WORK ITEM ->
In this exercise, the entries below are to be transcribed exactly, line by line.

Top of DATA TO PROCESS

//! CLI argument definitions for the memetune command-line interface.
//!
//! All `#[derive(Parser)]` and `#[derive(Subcommand)]` types are defined here,
//! keeping `main.rs` focused on dispatch logic.

use clap::{ArgAction, Parser, Subcommand};
use memetune_cli::commands::options::{GenerationArgs, ToolArgs};

/// memetune - Procedural meme songs from prompts and lyrics
#[derive(Parser)]
#[command(name = "memetune")]
#[command(author, version, about, long_about = None)]
#[command(propagate_version = true)]
pub(crate) struct Cli {
    /// Increase log verbosity (-v info, -vv debug, -vvv trace)
    #[arg(short, long, action = ArgAction::Count, global = true)]
    pub verbose: u8,

    #[command(subcommand)]
    pub command: Commands,
}

#[derive(Subcommand)]
pub(crate) enum Commands {
    /// Generate a full-length track
    Generate {
        #[command(flatten)]
        args: GenerationArgs,

        #[command(flatten)]
        tools: ToolArgs,

        /// Output WAV path (default: <mode>.wav)
        #[arg(short, long)]
        out: Option<String>,

        /// Also write an MP3 next to the WAV (requires ffmpeg)
        #[arg(long)]
        mp3: bool,

        /// Output machine-readable JSON (no colored output)
        #[arg(long)]
        json: bool,
    },

    /// Generate a short preview WAV
    Preview {
        #[command(flatten)]
        args: GenerationArgs,

        #[command(flatten)]
        tools: ToolArgs,

        /// Preview length in seconds
        #[arg(long, default_value_t = 5, value_parser = clap::value_parser!(u32).range(3..=10))]
        preview_seconds: u32,

        /// Output WAV path
        #[arg(short, long, default_value = "preview.wav")]
        out: String,
    },

    /// Print the seed derived from text; blank text maps to the fallback seed 0
    Seed {
        /// Seed text, hashed unless blank
        text: String,

        /// Output machine-readable JSON
        #[arg(long)]
        json: bool,
    },

    /// Check optional external tools
    Doctor {
        #[command(flatten)]
        tools: ToolArgs,
    },
}

#[cfg(test)]
mod tests {
    use super::*;
    use clap::CommandFactory;

    #[test]
    fn test_cli_definition_is_valid() {
        Cli::command().debug_assert();
    }

    #[test]
    fn test_cli_parses_generate() {
        let cli = Cli::try_parse_from([
            "memetune",
            "generate",
            "--mode",
            "vocals",
            "--lyrics",
            "never gonna give you up",
            "--tempo",
            "120",
            "--seed-text",
            "rick",
            "--mp3",
            "-vv",
        ])
        .unwrap();
        assert_eq!(cli.verbose, 2);
        match cli.command {
            Commands::Generate {
                args, mp3, json, out, ..
            } => {
                assert_eq!(args.mode, "vocals");
                assert_eq!(args.lyrics.as_deref(), Some("never gonna give you up"));
                assert_eq!(args.tempo, Some(120.0));
                assert_eq!(args.seed_text.as_deref(), Some("rick"));
                assert!(mp3);
                assert!(!json);
                assert!(out.is_none());
            }
            _ => panic!("expected generate command"),
        }
    }

    #[test]
    fn test_cli_rejects_seed_and_seed_text() {
        let result = Cli::try_parse_from([
            "memetune",
            "generate",
            "--seed",
            "1",
            "--seed-text",
            "x",
        ]);
        assert!(result.is_err());
    }

    #[test]
    fn test_cli_rejects_unknown_mode() {
        assert!(Cli::try_parse_from(["memetune", "generate", "--mode", "karaoke"]).is_err());
    }

    #[test]
    fn test_cli_preview_length_range() {
        let cli = Cli::try_parse_from(["memetune", "preview"]).unwrap();
        match cli.command {
            Commands::Preview {
                preview_seconds,
                out,
                ..
            } => {
                assert_eq!(preview_seconds, 5);
                assert_eq!(out, "preview.wav");
            }
            _ => panic!("expected preview command"),
        }
        assert!(Cli::try_parse_from(["memetune", "preview", "--preview-seconds", "2"]).is_err());
        assert!(Cli::try_parse_from(["memetune", "preview", "--preview-seconds", "11"]).is_err());
    }

    #[test]
    fn test_cli_parses_seed() {
        let cli = Cli::try_parse_from(["memetune", "seed", "hello world", "--json"]).unwrap();
        match cli.command {
            Commands::Seed { text, json } => {
                assert_eq!(text, "hello world");
                assert!(json);
            }
            _ => panic!("expected seed command"),
        }
    }

    #[test]
    fn test_seed_help_mentions_blank_fallback() {
        let cmd = Cli::command();
        let seed = cmd.find_subcommand("seed").unwrap();
        let about = seed.get_about().unwrap().to_string();
        assert!(about.contains("blank text maps to the fallback seed 0"));
    }
}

Bottom of DATA TO PROCESS

REPLY ->
//! CLI argument definitions for the memetune command-line interface.
//!
//! All `#[derive(Parser)]` and `#[derive(Subcommand)]` types are defined here,
//! keeping `main.rs` focused on dispatch logic.

use clap::{ArgAction, Parser, Subcommand};
use memetune_cli::commands::options::{GenerationArgs, ToolArgs};

/// memetune - Procedural meme songs from prompts and lyrics
#[derive(Parser)]
#[command(name = "memetune")]
#[command(author, version, about, long_about = None)]
#[command(propagate_version = true)]
pub(crate) struct Cli {
    /// Increase log verbosity (-v info, -vv debug, -vvv trace)
    #[arg(short, long, action = ArgAction::Count, global = true)]
    pub verbose: u8,

    #[command(subcommand)]
    pub command: Commands,
}

#[derive(Subcommand)]
pub(crate) enum Commands {
    /// Generate a full-length track
    Generate {
        #[command(flatten)]
        args: GenerationArgs,

        #[command(flatten)]
        tools: ToolArgs,

        /// Output WAV path (default: <mode>.wav)
        #[arg(short, long)]
        out: Option<String>,

        /// Also write an MP3 next to the WAV (requires ffmpeg)
        #[arg(long)]
        mp3: bool,

        /// Output machine-readable JSON (no colored output)
        #[arg(long)]
        json: bool,
    },

    /// Generate a short preview WAV
    Preview {
        #[command(flatten)]
        args: GenerationArgs,

        #[command(flatten)]
        tools: ToolArgs,

        /// Preview length in seconds
        #[arg(long, default_value_t = 5, value_parser = clap::value_parser!(u32).range(3..=10))]
        preview_seconds: u32,

        /// Output WAV path
        #[arg(short, long, default_value = "preview.wav")]
        out: String,
    },

    /// Print the seed derived from text; blank text maps to the fallback seed 0
    Seed {
        /// Seed text, hashed unless blank
        text: String,

        /// Output machine-readable JSON
        #[arg(long)]
        json: bool,
    },

    /// Check optional external tools
    Doctor {
        #[command(flatten)]
        tools: ToolArgs,
    },
}

#[cfg(test)]
mod tests {
    use super::*;
    use clap::CommandFactory;

    #[test]
    fn test_cli_definition_is_valid() {
        Cli::command().debug_assert();
    }

    #[test]
    fn test_cli_parses_generate() {
        let cli = Cli::try_parse_from([
            "memetune",
            "generate",
            "--mode",
            "vocals",
            "--lyrics",
            "never gonna give you up",
            "--tempo",
            "120",
            "--seed-text",
            "rick",
            "--mp3",
            "-vv",
        ])
        .unwrap();
        assert_eq!(cli.verbose, 2);
        match cli.command {
            Commands::Generate {
                args, mp3, json, out, ..
            } => {
                assert_eq!(args.mode, "vocals");
                assert_eq!(args.lyrics.as_deref(), Some("never gonna give you up"));
                assert_eq!(args.tempo, Some(120.0));
                assert_eq!(args.seed_text.as_deref(), Some("rick"));
                assert!(mp3);
                assert!(!json);
                assert!(out.is_none());
            }
            _ => panic!("expected generate command"),
        }
    }

    #[test]
    fn test_cli_rejects_seed_and_seed_text() {
        let result = Cli::try_parse_from([
            "memetune",
            "generate",
            "--seed",
            "1",
            "--seed-text",
            "x",
        ]);
        assert!(result.is_err());
    }

    #[test]
    fn test_cli_rejects_unknown_mode() {
        assert!(Cli::try_parse_from(["memetune", "generate", "--mode", "karaoke"]).is_err());
    }

    #[test]
    fn test_cli_preview_length_range() {
        let cli = Cli::try_parse_from(["memetune", "preview"]).unwrap();
        match cli.command {
            Commands::Preview {
                preview_seconds,
                out,
                ..
            } => {
                assert_eq!(preview_seconds, 5);
                assert_eq!(out, "preview.wav");
            }
            _ => panic!("expected preview command"),
        }
        assert!(Cli::try_parse_from(["memetune", "preview", "--preview-seconds", "2"]).is_err());
        assert!(Cli::try_parse_from(["memetune", "preview", "--preview-seconds", "11"]).is_err());
    }

    #[test]
    fn test_cli_parses_seed() {
        let cli = Cli::try_parse_from(["memetune", "seed", "hello world", "--json"]).unwrap();
        match cli.command {
            Commands::Seed { text, json } => {
                assert_eq!(text, "hello world");
                assert!(json);
            }
            _ => panic!("expected seed command"),
        }
    }

    #[test]
    fn test_seed_help_mentions_blank_fallback() {
        let cmd = Cli::command();
        let seed = cmd.find_subcommand("seed").unwrap();
        let about = seed.get_about().unwrap().to_string();
        assert!(about.contains("blank text maps to the fallback seed 0"));
    }
}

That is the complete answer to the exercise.